We use conversational patterns like "Given a context, when this event happens then this outcome should occur", and encourage questions like, "Should it? Always? Are there any other contexts we're missing?"
We can do that at a unit level, a scenario level or even into the analysis space.
I tend to work from the highest level inwards. Here's an article I wrote which describes what that looks like, right the way from project vision to unit tests.
The first bit of code I write will be the scenarios. Here are some scenarios written without any BDD frameworks, just plain old NUnit, showing how you can make these English-readable with domain language, etc.

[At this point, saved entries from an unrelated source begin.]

mod common;

use chrono::{TimeZone, Utc};
use sha2::{Digest, Sha256};

use common::{bold_run, docx_with_body, docx_with_extra_parts, flat_text, para, part_string, read_part, run};
use redline::{apply_edits, open_document, save_document, Edit, SkipReason};

fn ts() -> chrono::DateTime<Utc> {
    Utc.with_ymd_and_hms(2026, 1, 15, 12, 0, 0).single().expect("timestamp")
}

fn apply(input: &[u8], edits: &[Edit]) -> (Vec<u8>, redline::Report) {
    let mut doc = open_document(input).expect("open");
    let report = apply_edits(&mut doc, edits, "Redline", ts()).expect("apply");
    let out = save_document(&doc).expect("save");
    (out, report)
}

fn digest(bytes: &[u8]) -> String {
    hex::encode(Sha256::digest(bytes))
}

#[test]
fn simple_replace_emits_del_then_ins() {
    let input = docx_with_body(&para(&run("The term is 30 days.")));
    let (out, report) = apply(&input, &[Edit::modify("30 days", "sixty (60) days")]);

    assert_eq!(report.applied, 1);
    assert!(report.skipped.is_empty());

    let xml = part_string(&out, "word/document.xml");
    assert!(xml.contains("<w:delText>30 days</w:delText>"));
    assert!(xml.contains("<w:t>sixty (60) days</w:t>"));

    // The replacement renders immediately before the deletion.
    let ins_at = xml.find("<w:ins").expect("ins");
    let del_at = xml.find("<w:del ").expect("del");
    assert!(ins_at < del_at);

    assert_eq!(flat_text(&out), "The term is sixty (60) days.");
}

#[test]
fn modify_shares_one_revision_id_between_del_and_ins() {
    let input = docx_with_body(&para(&run("old value here")));
    let (out, _) = apply(&input, &[Edit::modify("old", "new")]);
    let xml = part_string(&out, "word/document.xml");

    let id_of = |tag: &str| {
        let at = xml.find(tag).expect("tag");
        let rest = &xml[at..];
        let key = "w:id=\"";
        let start = rest.find(key).expect("id attr") + key.len();
        rest[start..].split('"').next().expect("id value").to_string()
    };
    assert_eq!(id_of("<w:ins"), id_of("<w:del "));
}

#[test]
fn modify_replacement_inherits_the_last_deleted_runs_style() {
    let input = docx_with_body(&para(&format!(
        "{}{}",
        run("Total "),
        bold_run("Amount Due")
    )));
    let (out, report) = apply(&input, &[Edit::modify("Total Amount", "Net Amount")]);
    assert_eq!(report.applied, 1);

    let xml = part_string(&out, "word/document.xml");
    let ins_at = xml.find("<w:ins").expect("ins");
    let ins_chunk = &xml[ins_at..xml[ins_at..].find("</w:ins>").expect("ins end") + ins_at];
    // Deleted range spans a plain run then a bold one; the replacement
    // takes the last (bold) run's properties.
    assert!(ins_chunk.contains("<w:b/>"));
    assert!(ins_chunk.contains("<w:t>Net Amount</w:t>"));
    assert_eq!(flat_text(&out), "Net Amount Due");
}

#[test]
fn delete_across_adjacent_runs_splits_both() {
    let input = docx_with_body(&para(&format!("{}{}", run("Agree"), run("ment"))));
    let (out, report) = apply(&input, &[Edit::delete("greem")]);

    assert_eq!(report.applied, 1);
    let xml = part_string(&out, "word/document.xml");
    assert!(xml.contains("<w:delText>gree</w:delText>"));
    assert!(xml.contains("<w:delText>m</w:delText>"));
    assert_eq!(flat_text(&out), "Aent");
}

#[test]
fn occurrence_index_picks_the_right_repeat() {
    let input = docx_with_body(&format!("{}{}", para(&run("0")), para(&run("0"))));
    let (out, report) = apply(&input, &[Edit::modify("0", "1").with_occurrence(1)]);

    assert_eq!(report.applied, 1);
    assert_eq!(flat_text(&out), "0\n\n1");
}

#[test]
fn prefix_insertion_inherits_the_following_runs_style() {
    let input = docx_with_body(&para(&bold_run("Important")));
    let (out, report) = apply(&input, &[Edit::insert("", "Very ")]);

    assert_eq!(report.applied, 1);
    let xml = part_string(&out, "word/document.xml");
    let ins_at = xml.find("<w:ins").expect("ins");
    let ins_chunk = &xml[ins_at..xml[ins_at..].find("</w:ins>").expect("ins end") + ins_at];
    assert!(ins_chunk.contains("<w:b/>"));
    assert!(ins_chunk.contains("xml:space=\"preserve\""));
    assert!(ins_at < xml.find(">Important<").expect("existing run"));
    assert_eq!(flat_text(&out), "Very Important");
}

#[test]
fn insertion_lands_between_tight_runs() {
    let input = docx_with_body(&para(&format!(
        "{}{}{}",
        bold_run("ARTICLE"),
        run("3"),
        bold_run("FEES")
    )));
    let (out, _) = apply(&input, &[Edit::insert("3", " ")]);

    let xml = part_string(&out, "word/document.xml");
    let idx_3 = xml.find(">3</w:t>").expect("run 3");
    let idx_ins = xml.find("<w:ins").expect("ins");
    let idx_fees = xml.find(">FEES</w:t>").expect("run FEES");
    assert!(idx_3 < idx_ins, "insertion goes after the anchor");
    assert!(idx_ins < idx_fees, "insertion goes before the next run");
    assert_eq!(flat_text(&out), "ARTICLE3 FEES");
}

#[test]
fn comment_is_recorded_anchored_and_registered() {
    let input = docx_with_body(&para(&run("subject to governing law of the parties")));
    let (out, report) = apply(
        &input,
        &[Edit::modify("governing law", "laws of New York").with_comment("Client prefers NY")],
    );
    assert_eq!(report.applied, 1);

    let xml = part_string(&out, "word/document.xml");
    assert!(xml.contains("<w:commentRangeStart w:id=\"0\"/>"));
    assert!(xml.contains("<w:commentRangeEnd w:id=\"0\"/>"));
    assert!(xml.contains("<w:commentReference w:id=\"0\"/>"));
    let start_at = xml.find("commentRangeStart").expect("start");
    let end_at = xml.find("commentRangeEnd").expect("end");
    assert!(start_at < end_at);

    let comments = part_string(&out, "word/comments.xml");
    assert!(comments.contains("w:id=\"0\""));
    assert!(comments.contains("w:author=\"Redline\""));
    assert!(comments.contains("w:initials=\"R\""));
    assert!(comments.contains("w:date=\"2026-01-15T12:00:00Z\""));
    assert!(comments.contains("<w:t>Client prefers NY</w:t>"));

    let rels = part_string(&out, "word/_rels/document.xml.rels");
    assert_eq!(rels.matches("relationships/comments").count(), 1);
    assert!(rels.contains("Target=\"comments.xml\""));

    let types = part_string(&out, "[Content_Types].xml");
    assert!(types.contains("PartName=\"/word/comments.xml\""));
}

#[test]
fn comment_ids_stay_monotonic_across_a_batch() {
    let input = docx_with_body(&format!(
        "{}{}",
        para(&run("first clause")),
        para(&run("second clause"))
    ));
    let (out, report) = apply(
        &input,
        &[
            Edit::delete("first").with_comment("drop the old intro"),
            Edit::delete("second").with_comment("drop the follow-up"),
        ],
    );
    assert_eq!(report.applied, 2);

    let comments = part_string(&out, "word/comments.xml");
    assert!(comments.contains("w:id=\"0\""));
    assert!(comments.contains("w:id=\"1\""));
    let first = comments.find("drop the old intro").expect("first body");
    let second = comments.find("drop the follow-up").expect("second body");
    assert!(first < second);
}

#[test]
fn batch_application_matches_forward_string_edits() {
    let input = docx_with_body(&para(&run(
        "Payment due in 30 days after notice is delivered to the Seller.",
    )));
    let (out, report) = apply(
        &input,
        &[
            Edit::modify("30 days", "60 days"),
            Edit::modify("Seller", "Vendor"),
        ],
    );
    assert_eq!(report.applied, 2);
    assert_eq!(
        flat_text(&out),
        "Payment due in 60 days after notice is delivered to the Vendor."
    );
}

#[test]
fn revision_ids_continue_above_existing_markup_in_input_order() {
    let body = format!(
        "<w:p><w:ins w:id=\"4\" w:author=\"x\" w:date=\"2020-01-01T00:00:00Z\">{}</w:ins>{}</w:p>",
        run("kept "),
        run("alpha beta gamma")
    );
    let input = docx_with_body(&body);
    let (out, report) = apply(
        &input,
        &[Edit::delete("alpha "), Edit::modify("gamma", "delta")],
    );
    assert_eq!(report.applied, 2);

    let xml = part_string(&out, "word/document.xml");
    // First input edit takes id 5 even though it is applied last.
    let del_alpha = xml.find(">alpha </w:delText>").expect("alpha del");
    let before = &xml[..del_alpha];
    let wrapper_at = before.rfind("<w:del ").expect("alpha wrapper");
    assert!(xml[wrapper_at..].starts_with("<w:del w:id=\"5\""));
    assert!(xml.contains("w:id=\"6\""));
    assert!(!xml.contains("w:id=\"7\""));
}

#[test]
fn untouched_parts_survive_byte_for_byte() {
    let styles = b"<?xml version=\"1.0\"?><w:styles/>".as_slice();
    let blob: Vec<u8> = (0u8..=255).cycle().take(1024).collect();
    let input = docx_with_extra_parts(
        &para(&run("some text to edit")),
        &[("word/styles.xml", styles), ("word/media/image1.bin", &blob)],
    );

    let (out, _) = apply(&input, &[Edit::delete("to edit")]);
    assert_eq!(
        digest(&read_part(&input, "word/styles.xml").expect("styles in")),
        digest(&read_part(&out, "word/styles.xml").expect("styles out")),
    );
    assert_eq!(
        digest(&read_part(&input, "word/media/image1.bin").expect("blob in")),
        digest(&read_part(&out, "word/media/image1.bin").expect("blob out")),
    );
}

#[test]
fn empty_edit_list_reproduces_every_part_exactly() {
    let input = docx_with_body(&para(&run("untouched")));
    let (out, report) = apply(&input, &[]);
    assert_eq!(report.applied, 0);
    for name in [
        "[Content_Types].xml",
        "_rels/.rels",
        "word/document.xml",
    ] {
        assert_eq!(
            digest(&read_part(&input, name).expect("input part")),
            digest(&read_part(&out, name).expect("output part")),
            "part {name} changed on an edit-free save"
        );
    }
    assert!(read_part(&out, "word/comments.xml").is_none());
}

#[test]
fn unresolvable_edits_are_skipped_and_reported() {
    let input = docx_with_body(&para(&run("actual content")));
    let (out, report) = apply(
        &input,
        &[
            Edit::delete("missing text"),
            Edit::delete(""),
            Edit::insert("nowhere to be found", "x"),
            Edit::delete("content"),
        ],
    );
    assert_eq!(report.applied, 1);
    assert_eq!(report.resolved, 1);
    assert_eq!(report.skipped.len(), 3);
    assert_eq!(report.skipped[0].reason, SkipReason::TargetNotFound);
    assert_eq!(report.skipped[1].reason, SkipReason::EmptyTarget);
    assert_eq!(report.skipped[2].reason, SkipReason::AnchorNotFound);
    assert_eq!(flat_text(&out), "actual ");
}

#[test]
fn overlapping_edits_keep_only_the_earliest_listed() {
    let input = docx_with_body(&para(&run("one two three four")));
    let (out, report) = apply(
        &input,
        &[Edit::delete("two three"), Edit::modify("three four", "3 4")],
    );
    assert_eq!(report.applied, 1);
    assert_eq!(report.resolved, 2);
    assert_eq!(report.skipped.len(), 1);
    assert_eq!(report.skipped[0].reason, SkipReason::OverlapConflict);
    assert_eq!(flat_text(&out), "one  four");
}

#[test]
fn deleting_across_a_paragraph_break_is_refused() {
    let input = docx_with_body(&format!(
        "{}{}",
        para(&run("end of first")),
        para(&run("start of second"))
    ));
    let (out, report) = apply(&input, &[Edit::delete("first\n\nstart")]);
    assert_eq!(report.applied, 0);
    assert_eq!(report.skipped[0].reason, SkipReason::OverlapConflict);
    assert_eq!(flat_text(&out), "end of first\n\nstart of second");
}

#[test]
fn insertion_anchored_at_paragraph_end_joins_that_paragraph() {
    let input = docx_with_body(&format!(
        "{}{}",
        para(&run("first line")),
        para(&run("second line"))
    ));
    let (out, _) = apply(&input, &[Edit::insert("first line", " amended")]);
    assert_eq!(flat_text(&out), "first line amended\n\nsecond line");
}

#[test]
fn text_in_table_cells_is_editable() {
    let body = format!(
        "<w:tbl><w:tr><w:tc>{}</w:tc><w:tc>{}</w:tc></w:tr></w:tbl>",
        para(&run("Fee: 100")),
        para(&run("Term: 12 months"))
    );
    let input = docx_with_body(&body);
    let (out, report) = apply(&input, &[Edit::modify("12 months", "24 months")]);
    assert_eq!(report.applied, 1);
    assert_eq!(flat_text(&out), "Fee: 100\n\nTerm: 24 months");
}

#[test]
fn whitespace_heavy_insertion_preserves_spaces() {
    let input = docx_with_body(&para(&format!("{}{}", run("AB"), run("CD"))));
    let (out, _) = apply(&input, &[Edit::insert("AB", " - ")]);
    let xml = part_string(&out, "word/document.xml");
    assert!(xml.contains("<w:t xml:space=\"preserve\"> - </w:t>"));
    assert_eq!(flat_text(&out), "AB - CD");
}

#[test]
fn modify_without_replacement_degrades_to_delete() {
    let input = docx_with_body(&para(&run("drop this part")));
    let mut edit = Edit::modify("this ", "");
    edit.new_text = None;
    let (out, report) = apply(&input, &[edit]);
    assert_eq!(report.applied, 1);
    let xml = part_string(&out, "word/document.xml");
    assert!(xml.contains("<w:delText xml:space=\"preserve\">this </w:delText>"));
    assert!(!xml.contains("<w:ins"));
    assert_eq!(flat_text(&out), "drop part");
}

Then I start with the User Interface. This could be a GUI, web-page, or an interface for another system to use my system. When this is done I can get feedback on whether my users like it. I frequently hard-code data, etc., just so that I can get that feedback.
Once I know roughly what my GUI will look like, I can start creating the behaviour behind it. I usually start with the behaviour of the controller. I will write class-level examples which describe the class's behaviour and responsibilities. I use mocks in place of collaborating classes I haven't written yet. This is the equivalent of TDD, but rather than writing tests which pin the code down so that nobody breaks it, I'm writing examples of how you can use my code, which show how it behaves and why it's valuable so that you can change it safely. I also use Given / When / Then for this! But I tend to use more technical language and don't worry about it being English-readable. Frequently my Given / When / Then are just in comments. Here's an example of class behaviour from the same codebase as the scenarios, so you can see what the difference is.
Hope this helps, and good luck with the BDD!